WHAT TO DO:
Compute how many lines in the data below contain "struct"; answer only with that number.

*** Opening of AVAILABLE DATA ***

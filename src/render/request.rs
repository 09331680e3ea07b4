//! Page identity, render requests and cancellation

use std::fmt;
use std::fs;
use std::path::{Path, PathBuf};
use std::str::FromStr;
use std::sync::Arc;
use std::sync::atomic::{AtomicBool, Ordering};
use std::time::{Duration, Instant, UNIX_EPOCH};

use super::types::CategorySet;
use crate::error::{Error, Result};

/// One (layout description, raster) pair. Equal iff both paths are equal.
#[derive(Clone, Debug, PartialEq, Eq, Hash, PartialOrd, Ord)]
pub struct PagePair {
    pub alto: PathBuf,
    pub raster: PathBuf,
}

impl PagePair {
    pub fn new(alto: impl Into<PathBuf>, raster: impl Into<PathBuf>) -> Self {
        Self {
            alto: alto.into(),
            raster: raster.into(),
        }
    }

    /// Page identifier exposed to clients: the description file stem
    #[must_use]
    pub fn page_id(&self) -> String {
        self.alto
            .file_stem()
            .map(|s| s.to_string_lossy().into_owned())
            .unwrap_or_default()
    }
}

/// Fingerprint of both source files, folded into the cache key so a file
/// replaced on disk produces a new key instead of a stale hit.
#[derive(Clone, Copy, Debug, Default, PartialEq, Eq, Hash)]
pub struct SourceRevision(u64);

impl SourceRevision {
    /// For callers that do not track source changes
    pub const UNTRACKED: Self = Self(0);

    /// Fingerprint file length and modification time of both sources
    pub fn probe(pair: &PagePair) -> Result<Self> {
        let stamp = format!(
            "{}|{}",
            FileStamp::of(&pair.alto)?,
            FileStamp::of(&pair.raster)?
        );
        Ok(Self::digest(stamp.as_bytes()))
    }

    /// Fingerprint source contents directly
    #[must_use]
    pub fn of_contents(alto: &[u8], raster: &[u8]) -> Self {
        let mut buf = Vec::with_capacity(alto.len() + raster.len() + 8);
        buf.extend_from_slice(&(alto.len() as u64).to_le_bytes());
        buf.extend_from_slice(alto);
        buf.extend_from_slice(raster);
        Self::digest(&buf)
    }

    fn digest(bytes: &[u8]) -> Self {
        let digest = md5::compute(bytes);
        let mut head = [0u8; 8];
        head.copy_from_slice(&digest.0[..8]);
        Self(u64::from_le_bytes(head).max(1))
    }
}

/// Length and modification time of a file, as seen by one `stat`
#[derive(Clone, Copy, Debug, PartialEq, Eq, Hash)]
pub(crate) struct FileStamp {
    len: u64,
    modified_nanos: u128,
}

impl FileStamp {
    pub(crate) fn of(path: &Path) -> Result<Self> {
        let meta = fs::metadata(path).map_err(|e| Error::io(path, e))?;
        let modified_nanos = meta
            .modified()
            .ok()
            .and_then(|t| t.duration_since(UNIX_EPOCH).ok())
            .map_or(0, |d| d.as_nanos());
        Ok(Self {
            len: meta.len(),
            modified_nanos,
        })
    }
}

impl fmt::Display for FileStamp {
    fn fmt(&self, f: &mut fmt::Formatter<'_>) -> fmt::Result {
        write!(f, "{}:{}", self.len, self.modified_nanos)
    }
}

/// Encoding of rendered output
#[derive(Clone, Copy, Debug, Default, PartialEq, Eq, Hash)]
pub enum OutputFormat {
    #[default]
    Png,
    Jpeg { quality: u8 },
}

impl OutputFormat {
    pub const DEFAULT_JPEG_QUALITY: u8 = 85;

    #[must_use]
    pub const fn mime_type(self) -> &'static str {
        match self {
            Self::Png => "image/png",
            Self::Jpeg { .. } => "image/jpeg",
        }
    }

    #[must_use]
    pub const fn extension(self) -> &'static str {
        match self {
            Self::Png => "png",
            Self::Jpeg { .. } => "jpg",
        }
    }
}

impl fmt::Display for OutputFormat {
    fn fmt(&self, f: &mut fmt::Formatter<'_>) -> fmt::Result {
        match self {
            Self::Png => f.write_str("png"),
            Self::Jpeg { quality } => write!(f, "jpeg@{quality}"),
        }
    }
}

impl FromStr for OutputFormat {
    type Err = String;

    fn from_str(s: &str) -> std::result::Result<Self, Self::Err> {
        match s.to_ascii_lowercase().as_str() {
            "png" => Ok(Self::Png),
            "jpeg" | "jpg" => Ok(Self::Jpeg {
                quality: Self::DEFAULT_JPEG_QUALITY,
            }),
            other => Err(format!("unsupported output format: {other}")),
        }
    }
}

/// Everything that determines the rendered bytes; used as the cache key
#[derive(Clone, Debug, PartialEq, Eq, Hash)]
pub struct RenderRequest {
    pub pair: PagePair,
    pub zoom_percent: u32,
    pub visibility: CategorySet,
    pub format: OutputFormat,
    pub revision: SourceRevision,
}

impl RenderRequest {
    #[must_use]
    pub fn new(pair: PagePair, zoom_percent: u32) -> Self {
        Self {
            pair,
            zoom_percent,
            visibility: CategorySet::ALL,
            format: OutputFormat::default(),
            revision: SourceRevision::UNTRACKED,
        }
    }

    #[must_use]
    pub fn with_visibility(mut self, visibility: CategorySet) -> Self {
        self.visibility = visibility;
        self
    }

    #[must_use]
    pub fn with_format(mut self, format: OutputFormat) -> Self {
        self.format = format;
        self
    }

    #[must_use]
    pub fn with_revision(mut self, revision: SourceRevision) -> Self {
        self.revision = revision;
        self
    }
}

/// Cancellation flag plus optional deadline, shared between a caller and its render
#[derive(Clone, Debug, Default)]
pub struct CancelToken {
    cancelled: Arc<AtomicBool>,
    deadline: Option<Instant>,
}

impl CancelToken {
    #[must_use]
    pub fn new() -> Self {
        Self::default()
    }

    #[must_use]
    pub fn with_deadline(deadline: Instant) -> Self {
        Self {
            cancelled: Arc::default(),
            deadline: Some(deadline),
        }
    }

    #[must_use]
    pub fn with_timeout(timeout: Duration) -> Self {
        Self::with_deadline(Instant::now() + timeout)
    }

    pub fn cancel(&self) {
        self.cancelled.store(true, Ordering::Release);
    }

    #[must_use]
    pub fn is_cancelled(&self) -> bool {
        self.cancelled.load(Ordering::Acquire)
            || self.deadline.is_some_and(|d| Instant::now() >= d)
    }

    /// Time left before the deadline, if one is set
    #[must_use]
    pub fn remaining(&self) -> Option<Duration> {
        self.deadline
            .map(|d| d.saturating_duration_since(Instant::now()))
    }

    pub fn check(&self) -> Result<()> {
        if self.is_cancelled() {
            Err(Error::Cancelled)
        } else {
            Ok(())
        }
    }
}

#[cfg(test)]
mod tests {
    use super::*;
    use std::collections::HashSet;
    use tempfile::TempDir;

    fn pair() -> PagePair {
        PagePair::new("ocr/page_001_null.xml", "ocr/page_001_null.jp2")
    }

    #[test]
    fn page_id_is_description_stem() {
        assert_eq!(pair().page_id(), "page_001_null");
    }

    #[test]
    fn pairs_compare_by_both_paths() {
        assert_eq!(pair(), pair());
        let other = PagePair::new("ocr/page_001_null.xml", "ocr/page_001_null.png");
        assert_ne!(pair(), other);
    }

    #[test]
    fn key_distinguishes_zoom_visibility_and_format() {
        let base = RenderRequest::new(pair(), 100);
        let keys: HashSet<RenderRequest> = [
            base.clone(),
            base.clone(),
            RenderRequest::new(pair(), 200),
            base.clone().with_visibility(CategorySet::NONE),
            base.clone().with_format(OutputFormat::Jpeg { quality: 85 }),
            base.clone().with_revision(SourceRevision::of_contents(b"a", b"b")),
        ]
        .into_iter()
        .collect();
        assert_eq!(keys.len(), 5);
    }

    #[test]
    fn parses_output_formats() {
        assert_eq!("PNG".parse::<OutputFormat>().unwrap(), OutputFormat::Png);
        assert_eq!(
            "jpg".parse::<OutputFormat>().unwrap(),
            OutputFormat::Jpeg { quality: 85 }
        );
        assert!("jp2".parse::<OutputFormat>().is_err());
        assert_eq!(OutputFormat::Png.mime_type(), "image/png");
    }

    #[test]
    fn revision_changes_with_file_contents() {
        let dir = TempDir::new().unwrap();
        let alto = dir.path().join("p_null.xml");
        let raster = dir.path().join("p_null.png");
        fs::write(&alto, b"<alto/>").unwrap();
        fs::write(&raster, b"raster").unwrap();
        let pair = PagePair::new(&alto, &raster);

        let first = SourceRevision::probe(&pair).unwrap();
        assert_eq!(first, SourceRevision::probe(&pair).unwrap());
        assert_ne!(first, SourceRevision::UNTRACKED);

        fs::write(&raster, b"a longer raster").unwrap();
        assert_ne!(first, SourceRevision::probe(&pair).unwrap());
    }

    #[test]
    fn revision_of_missing_file_is_io_error() {
        let missing = PagePair::new("/nonexistent/a.xml", "/nonexistent/a.png");
        assert!(matches!(
            SourceRevision::probe(&missing),
            Err(Error::Io { .. })
        ));
    }

    #[test]
    fn content_revisions_separate_fields() {
        assert_ne!(
            SourceRevision::of_contents(b"ab", b"c"),
            SourceRevision::of_contents(b"a", b"bc")
        );
    }

    #[test]
    fn cancel_token_flags_and_deadlines() {
        let token = CancelToken::new();
        assert!(token.check().is_ok());
        let shared = token.clone();
        shared.cancel();
        assert!(matches!(token.check(), Err(Error::Cancelled)));

        let expired = CancelToken::with_deadline(Instant::now());
        assert!(expired.is_cancelled());
        assert_eq!(expired.remaining(), Some(Duration::ZERO));

        let later = CancelToken::with_timeout(Duration::from_secs(60));
        assert!(!later.is_cancelled());
    }
}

*** Close of AVAILABLE DATA ***

PROBLEM SOLUTION:
5